BEGIN MATERIAL FOR THE TASK
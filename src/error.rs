//! Error taxonomy for the backtesting core.
//!
//! Connectors, the pipeline, and the experiment runner classify failures into
//! these kinds so that retry policy can be decided at the call site:
//! transient errors (network, 5xx, rate limits) are retried with backoff,
//! deterministic errors (unknown symbol, bad parameters) are not.

use thiserror::Error;

use crate::market::series::SeriesKind;

/// Failures raised by exchange connectors and the symbol mapper.
#[derive(Debug, Error)]
pub enum ExchangeError {
    /// Transport or protocol failure after retries were exhausted.
    #[error("exchange API error: {0}")]
    Api(String),

    /// The exchange responded, but the payload did not parse into the
    /// expected shape.
    #[error("malformed exchange response: {0}")]
    Format(String),

    #[error("symbol not found on exchange: {0}")]
    SymbolNotFound(String),

    /// Surfaced only once the connector's internal 429 handling gave up.
    #[error("rate limit exceeded: {0}")]
    RateLimited(String),

    #[error("{exchange} does not support {capability}")]
    NotSupported {
        exchange: &'static str,
        capability: &'static str,
    },

    #[error("unknown exchange: {0}")]
    UnknownExchange(String),

    #[error("ambiguous symbol {0}: no known quote suffix matches")]
    AmbiguousSymbol(String),
}

impl ExchangeError {
    /// Whether a retry at a higher layer could plausibly succeed.
    pub fn is_transient(&self) -> bool {
        matches!(self, Self::Api(_) | Self::RateLimited(_))
    }
}

/// Failures raised by the storage layer and quality controller.
#[derive(Debug, Error)]
pub enum DataError {
    #[error("storage I/O: {0}")]
    Io(#[from] std::io::Error),

    #[error("storage encoding: {0}")]
    Encoding(#[from] polars::error::PolarsError),

    /// A required series failed quality control with critical findings.
    #[error("data quality failure for {symbol} {kind}: {detail}")]
    Quality {
        symbol: String,
        kind: SeriesKind,
        detail: String,
    },

    /// A required series could not be produced by storage or any connector.
    #[error("missing required series {kind} for {symbol}")]
    Missing { symbol: String, kind: SeriesKind },

    #[error(transparent)]
    Exchange(#[from] ExchangeError),
}

impl DataError {
    pub fn is_transient(&self) -> bool {
        match self {
            Self::Exchange(e) => e.is_transient(),
            Self::Io(_) => true,
            _ => false,
        }
    }
}

/// User-facing configuration and parameter errors. Never retried.
#[derive(Debug, Error)]
pub enum ConfigError {
    #[error("invalid parameter {name}: {detail}")]
    InvalidParameter { name: String, detail: String },

    #[error("unknown strategy: {0}")]
    UnknownStrategy(String),

    #[error("invalid config: {0}")]
    Invalid(String),
}

/// Top-level error for operations that cross layer boundaries.
#[derive(Debug, Error)]
pub enum Error {
    #[error(transparent)]
    Exchange(#[from] ExchangeError),

    #[error(transparent)]
    Data(#[from] DataError),

    #[error(transparent)]
    Config(#[from] ConfigError),

    /// An experiment task exceeded its per-run deadline.
    #[error("task timed out after {0:.1}s")]
    Timeout(f64),
}

impl Error {
    pub fn is_transient(&self) -> bool {
        match self {
            Self::Exchange(e) => e.is_transient(),
            Self::Data(e) => e.is_transient(),
            Self::Config(_) | Self::Timeout(_) => false,
        }
    }
}

pub type Result<T, E = Error> = std::result::Result<T, E>;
END MATERIAL FOR THE TASK
◆ WHAT THE EXERCISE ASKS: Each entry should be retyped exactly as given.

◆ EXERCISE SOLUTION:
filename src/error.rs
//! Error taxonomy for the backtesting core.
//!
//! Connectors, the pipeline, and the experiment runner classify failures into
//! these kinds so that retry policy can be decided at the call site:
//! transient errors (network, 5xx, rate limits) are retried with backoff,
//! deterministic errors (unknown symbol, bad parameters) are not.

use thiserror::Error;

use crate::market::series::SeriesKind;

/// Failures raised by exchange connectors and the symbol mapper.
#[derive(Debug, Error)]
pub enum ExchangeError {
    /// Transport or protocol failure after retries were exhausted.
    #[error("exchange API error: {0}")]
    Api(String),

    /// The exchange responded, but the payload did not parse into the
    /// expected shape.
    #[error("malformed exchange response: {0}")]
    Format(String),

    #[error("symbol not found on exchange: {0}")]
    SymbolNotFound(String),

    /// Surfaced only once the connector's internal 429 handling gave up.
    #[error("rate limit exceeded: {0}")]
    RateLimited(String),

    #[error("{exchange} does not support {capability}")]
    NotSupported {
        exchange: &'static str,
        capability: &'static str,
    },

    #[error("unknown exchange: {0}")]
    UnknownExchange(String),

    #[error("ambiguous symbol {0}: no known quote suffix matches")]
    AmbiguousSymbol(String),
}

impl ExchangeError {
    /// Whether a retry at a higher layer could plausibly succeed.
    pub fn is_transient(&self) -> bool {
        matches!(self, Self::Api(_) | Self::RateLimited(_))
    }
}

/// Failures raised by the storage layer and quality controller.
#[derive(Debug, Error)]
pub enum DataError {
    #[error("storage I/O: {0}")]
    Io(#[from] std::io::Error),

    #[error("storage encoding: {0}")]
    Encoding(#[from] polars::error::PolarsError),

    /// A required series failed quality control with critical findings.
    #[error("data quality failure for {symbol} {kind}: {detail}")]
    Quality {
        symbol: String,
        kind: SeriesKind,
        detail: String,
    },

    /// A required series could not be produced by storage or any connector.
    #[error("missing required series {kind} for {symbol}")]
    Missing { symbol: String, kind: SeriesKind },

    #[error(transparent)]
    Exchange(#[from] ExchangeError),
}

impl DataError {
    pub fn is_transient(&self) -> bool {
        match self {
            Self::Exchange(e) => e.is_transient(),
            Self::Io(_) => true,
            _ => false,
        }
    }
}

/// User-facing configuration and parameter errors. Never retried.
#[derive(Debug, Error)]
pub enum ConfigError {
    #[error("invalid parameter {name}: {detail}")]
    InvalidParameter { name: String, detail: String },

    #[error("unknown strategy: {0}")]
    UnknownStrategy(String),

    #[error("invalid config: {0}")]
    Invalid(String),
}

/// Top-level error for operations that cross layer boundaries.
#[derive(Debug, Error)]
pub enum Error {
    #[error(transparent)]
    Exchange(#[from] ExchangeError),

    #[error(transparent)]
    Data(#[from] DataError),

    #[error(transparent)]
    Config(#[from] ConfigError),

    /// An experiment task exceeded its per-run deadline.
    #[error("task timed out after {0:.1}s")]
    Timeout(f64),
}

impl Error {
    pub fn is_transient(&self) -> bool {
        match self {
            Self::Exchange(e) => e.is_transient(),
            Self::Data(e) => e.is_transient(),
            Self::Config(_) | Self::Timeout(_) => false,
        }
    }
}

pub type Result<T, E = Error> = std::result::Result<T, E>;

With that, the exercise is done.